**PROBLEM TO WORK ON:**
Transcribe exactly the lines from the one holding "flusher.start().await;" to the end of the data below, including both of those lines and no others.

---------- TASK INPUT ----------

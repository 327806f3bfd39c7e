//! Periodic flusher: drains the message queue and appends one sheet row per
//! queued report.
//!
//! - Fires immediately on start, then every `flush_interval`
//! - At most `max_concurrent_flushes` runs in flight; extra ticks are skipped
//! - Failed appends are logged and counted, never re-queued
//! - `shutdown()` waits for in-flight runs and drains what is left

use std::{sync::Arc, time::Duration};

use chrono::{DateTime, Local};
use tokio::{
    sync::{Mutex, OwnedSemaphorePermit, Semaphore},
    task::JoinHandle,
    time::{interval, MissedTickBehavior},
};
use tokio_util::sync::CancellationToken;

use crate::{
    config::Config, errors::Error, queue::MessageQueue, report::ShiftReport, sheets::SheetsPort,
    Result,
};

#[derive(Clone, Debug)]
pub struct FlushSettings {
    pub interval: Duration,
    pub max_concurrent: usize,
    pub shift_label: String,
    pub skip_empty_reports: bool,
}

impl FlushSettings {
    pub fn from_config(cfg: &Config) -> Self {
        Self {
            interval: cfg.flush_interval,
            max_concurrent: cfg.max_concurrent_flushes.max(1),
            shift_label: cfg.shift_label.clone(),
            skip_empty_reports: cfg.skip_empty_reports,
        }
    }
}

/// Counters for a single run.
#[derive(Clone, Copy, Debug, Default, PartialEq, Eq)]
pub struct FlushOutcome {
    pub processed: usize,
    pub appended: usize,
    pub failed: usize,
    pub skipped: usize,
}

/// Totals since startup.
#[derive(Clone, Debug, Default)]
pub struct FlushStats {
    pub runs: u64,
    pub skipped_runs: u64,
    pub appended: u64,
    pub failed: u64,
    pub last_flush_at: Option<DateTime<Local>>,
}

#[derive(Clone)]
pub struct Flusher {
    inner: Arc<FlusherInner>,
}

struct FlusherInner {
    queue: Arc<MessageQueue>,
    sheets: Arc<dyn SheetsPort>,
    settings: FlushSettings,
    slots: Arc<Semaphore>,
    cancel: CancellationToken,
    stats: Mutex<FlushStats>,
    ticker: Mutex<Option<JoinHandle<()>>>,
}

impl Flusher {
    pub fn new(
        queue: Arc<MessageQueue>,
        sheets: Arc<dyn SheetsPort>,
        settings: FlushSettings,
    ) -> Self {
        let slots = Arc::new(Semaphore::new(settings.max_concurrent.max(1)));
        Self {
            inner: Arc::new(FlusherInner {
                queue,
                sheets,
                settings,
                slots,
                cancel: CancellationToken::new(),
                stats: Mutex::new(FlushStats::default()),
                ticker: Mutex::new(None),
            }),
        }
    }

    /// Start the ticker task. Calling it twice is a no-op.
    pub async fn start(&self) {
        let mut ticker = self.inner.ticker.lock().await;
        if ticker.is_some() {
            return;
        }

        tracing::info!(
            interval_secs = self.inner.settings.interval.as_secs(),
            max_concurrent = self.inner.settings.max_concurrent,
            "starting flusher"
        );

        let this = self.clone();
        *ticker = Some(tokio::spawn(async move { this.tick_loop().await }));
    }

    async fn tick_loop(&self) {
        // First tick completes immediately.
        let mut ticks = interval(self.inner.settings.interval);
        ticks.set_missed_tick_behavior(MissedTickBehavior::Skip);

        loop {
            tokio::select! {
                _ = self.inner.cancel.cancelled() => break,
                _ = ticks.tick() => self.on_tick().await,
            }
        }
    }

    pub(crate) async fn on_tick(&self) {
        match self.inner.slots.clone().try_acquire_owned() {
            Ok(permit) => {
                let this = self.clone();
                tokio::spawn(async move { this.run_with_permit(permit).await });
            }
            Err(_) => {
                self.inner.stats.lock().await.skipped_runs += 1;
                tracing::warn!(
                    max_concurrent = self.inner.settings.max_concurrent,
                    "flush skipped: maximum number of running instances reached"
                );
            }
        }
    }

    async fn run_with_permit(&self, _permit: OwnedSemaphorePermit) -> FlushOutcome {
        self.run_once().await
    }

    /// Run a flush now, waiting for a free slot if all are busy.
    pub async fn flush_now(&self) -> Result<FlushOutcome> {
        let permit = self
            .inner
            .slots
            .clone()
            .acquire_owned()
            .await
            .map_err(|_| Error::External("flusher is shut down".to_string()))?;
        Ok(self.run_with_permit(permit).await)
    }

    /// Drain the queue and append every report. Callers must hold a slot.
    async fn run_once(&self) -> FlushOutcome {
        let batch = self.inner.queue.drain().await;
        let mut outcome = FlushOutcome::default();

        if !batch.is_empty() {
            tracing::debug!(size = batch.len(), "processing batch");
        }

        for msg in batch {
            outcome.processed += 1;
            let report = ShiftReport::extract(&msg.text);
            let queued_secs = Local::now()
                .signed_duration_since(msg.received_at)
                .num_seconds()
                .max(0);
            tracing::info!(
                chat_id = msg.chat_id.0,
                queued_secs,
                "Extracted data: {report}"
            );

            if self.inner.settings.skip_empty_reports && report.is_empty() {
                tracing::warn!(chat_id = msg.chat_id.0, "no report fields found, skipping");
                outcome.skipped += 1;
                continue;
            }

            let row = report.to_row(&self.inner.settings.shift_label);
            match self.inner.sheets.append_row(&row).await {
                Ok(()) => {
                    outcome.appended += 1;
                    tracing::info!("Data appended to Google Sheet");
                }
                Err(e) => {
                    outcome.failed += 1;
                    tracing::error!(error = %e, "Error appending data to Google Sheet");
                }
            }
        }

        let mut stats = self.inner.stats.lock().await;
        stats.runs += 1;
        stats.appended += outcome.appended as u64;
        stats.failed += outcome.failed as u64;
        if outcome.processed > 0 {
            stats.last_flush_at = Some(Local::now());
        }

        outcome
    }

    pub async fn stats(&self) -> FlushStats {
        self.inner.stats.lock().await.clone()
    }

    pub async fn pending(&self) -> usize {
        self.inner.queue.len().await
    }

    /// Stop ticking, wait for in-flight runs, then flush whatever is still
    /// queued. Later `flush_now` calls fail.
    pub async fn shutdown(&self) -> FlushOutcome {
        self.inner.cancel.cancel();
        if let Some(handle) = self.inner.ticker.lock().await.take() {
            if let Err(e) = handle.await {
                tracing::warn!(error = %e, "flusher ticker ended abnormally");
            }
        }

        let all = u32::try_from(self.inner.settings.max_concurrent.max(1)).unwrap_or(u32::MAX);
        let outcome = match self.inner.slots.acquire_many(all).await {
            Ok(_permits) => self.run_once().await,
            Err(_) => FlushOutcome::default(),
        };
        self.inner.slots.close();

        tracing::info!(
            appended = outcome.appended,
            failed = outcome.failed,
            "flusher stopped"
        );
        outcome
    }
}

#[cfg(test)]
mod tests {
    use std::sync::{
        atomic::{AtomicUsize, Ordering},
        Mutex as StdMutex,
    };

    use async_trait::async_trait;

    use super::*;
    use crate::{
        domain::{ChatId, QueuedMessage, UserId},
        sheets::SheetRow,
    };

    #[derive(Default)]
    struct FakeSheets {
        rows: StdMutex<Vec<SheetRow>>,
        fail_when_name: Option<String>,
        started: AtomicUsize,
        gate: Option<Semaphore>,
    }

    impl FakeSheets {
        fn gated() -> Self {
            Self {
                gate: Some(Semaphore::new(0)),
                ..Self::default()
            }
        }

        fn names(&self) -> Vec<Option<String>> {
            self.rows
                .lock()
                .unwrap()
                .iter()
                .map(|r| r.cells()[0].clone())
                .collect()
        }
    }

    #[async_trait]
    impl SheetsPort for FakeSheets {
        async fn append_row(&self, row: &SheetRow) -> Result<()> {
            self.started.fetch_add(1, Ordering::SeqCst);
            if let Some(gate) = &self.gate {
                gate.acquire().await.unwrap().forget();
            }
            if self.fail_when_name.is_some() && row.cells()[0] == self.fail_when_name {
                return Err(Error::External("sheet unavailable".to_string()));
            }
            self.rows.lock().unwrap().push(row.clone());
            Ok(())
        }
    }

    fn settings(max_concurrent: usize, skip_empty_reports: bool) -> FlushSettings {
        FlushSettings {
            interval: Duration::from_secs(3600),
            max_concurrent,
            shift_label: "Shift (8 hours)".to_string(),
            skip_empty_reports,
        }
    }

    async fn enqueue(queue: &MessageQueue, text: &str) {
        queue
            .push(QueuedMessage::new(ChatId(10), Some(UserId(20)), text))
            .await
            .unwrap();
    }

    #[tokio::test]
    async fn flush_appends_rows_in_arrival_order() {
        let queue = Arc::new(MessageQueue::new(0));
        let sheets = Arc::new(FakeSheets::default());
        let flusher = Flusher::new(queue.clone(), sheets.clone(), settings(3, false));

        enqueue(&queue, "Summary of Tips and VIPs for Ann").await;
        enqueue(&queue, "Summary of Tips and VIPs for Bea").await;

        let out = flusher.flush_now().await.unwrap();
        assert_eq!(
            out,
            FlushOutcome {
                processed: 2,
                appended: 2,
                failed: 0,
                skipped: 0
            }
        );
        assert_eq!(
            sheets.names(),
            vec![Some("Ann".to_string()), Some("Bea".to_string())]
        );
        assert_eq!(flusher.pending().await, 0);

        let stats = flusher.stats().await;
        assert_eq!(stats.runs, 1);
        assert_eq!(stats.appended, 2);
        assert!(stats.last_flush_at.is_some());
    }

    #[tokio::test]
    async fn empty_queue_is_a_no_op() {
        let queue = Arc::new(MessageQueue::new(0));
        let sheets = Arc::new(FakeSheets::default());
        let flusher = Flusher::new(queue, sheets.clone(), settings(3, false));

        assert_eq!(flusher.flush_now().await.unwrap(), FlushOutcome::default());
        assert!(sheets.names().is_empty());
        assert!(flusher.stats().await.last_flush_at.is_none());
    }

    #[tokio::test]
    async fn failed_append_is_counted_and_batch_continues() {
        let queue = Arc::new(MessageQueue::new(0));
        let sheets = Arc::new(FakeSheets {
            fail_when_name: Some("Bad".to_string()),
            ..FakeSheets::default()
        });
        let flusher = Flusher::new(queue.clone(), sheets.clone(), settings(3, false));

        enqueue(&queue, "Summary of Tips and VIPs for Bad").await;
        enqueue(&queue, "Summary of Tips and VIPs for Good").await;

        let out = flusher.flush_now().await.unwrap();
        assert_eq!(out.appended, 1);
        assert_eq!(out.failed, 1);
        assert_eq!(sheets.names(), vec![Some("Good".to_string())]);
        // Failed rows are dropped, not re-queued.
        assert_eq!(flusher.pending().await, 0);
        assert_eq!(flusher.stats().await.failed, 1);
    }

    #[tokio::test]
    async fn empty_reports_are_appended_unless_skipping_is_enabled() {
        let queue = Arc::new(MessageQueue::new(0));
        let sheets = Arc::new(FakeSheets::default());
        let flusher = Flusher::new(queue.clone(), sheets.clone(), settings(3, false));
        enqueue(&queue, "good morning").await;
        assert_eq!(flusher.flush_now().await.unwrap().appended, 1);
        assert_eq!(sheets.names(), vec![None]);

        let queue = Arc::new(MessageQueue::new(0));
        let sheets = Arc::new(FakeSheets::default());
        let flusher = Flusher::new(queue.clone(), sheets.clone(), settings(3, true));
        enqueue(&queue, "good morning").await;
        let out = flusher.flush_now().await.unwrap();
        assert_eq!(out.skipped, 1);
        assert_eq!(out.appended, 0);
        assert!(sheets.names().is_empty());
    }

    #[tokio::test]
    async fn ticks_beyond_max_concurrent_runs_are_skipped() {
        let queue = Arc::new(MessageQueue::new(0));
        let sheets = Arc::new(FakeSheets::gated());
        let flusher = Flusher::new(queue.clone(), sheets.clone(), settings(2, false));

        for (i, name) in ["One", "Two"].into_iter().enumerate() {
            enqueue(&queue, &format!("Summary of Tips and VIPs for {name}")).await;
            flusher.on_tick().await;
            while sheets.started.load(Ordering::SeqCst) < i + 1 {
                tokio::task::yield_now().await;
            }
        }

        flusher.on_tick().await;
        assert_eq!(flusher.stats().await.skipped_runs, 1);

        if let Some(gate) = &sheets.gate {
            gate.add_permits(2);
        }
        flusher.shutdown().await;

        let mut names = sheets.names();
        names.sort();
        assert_eq!(
            names,
            vec![Some("One".to_string()), Some("Two".to_string())]
        );
    }

    #[tokio::test]
    async fn shutdown_drains_remaining_messages_and_closes() {
        let queue = Arc::new(MessageQueue::new(0));
        let sheets = Arc::new(FakeSheets::default());
        let flusher = Flusher::new(queue.clone(), sheets.clone(), settings(3, false));
        flusher.start().await;

        enqueue(&queue, "Summary of Tips and VIPs for Late").await;
        let out = flusher.shutdown().await;

        // The immediate first tick may already have taken the message.
        assert_eq!(sheets.names(), vec![Some("Late".to_string())]);
        assert!(out.appended <= 1);
        assert!(flusher.flush_now().await.is_err());
    }
}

----------

**EXPECTED ANSWER:**
        flusher.start().await;

        enqueue(&queue, "Summary of Tips and VIPs for Late").await;
        let out = flusher.shutdown().await;

        // The immediate first tick may already have taken the message.
        assert_eq!(sheets.names(), vec![Some("Late".to_string())]);
        assert!(out.appended <= 1);
        assert!(flusher.flush_now().await.is_err());
    }
}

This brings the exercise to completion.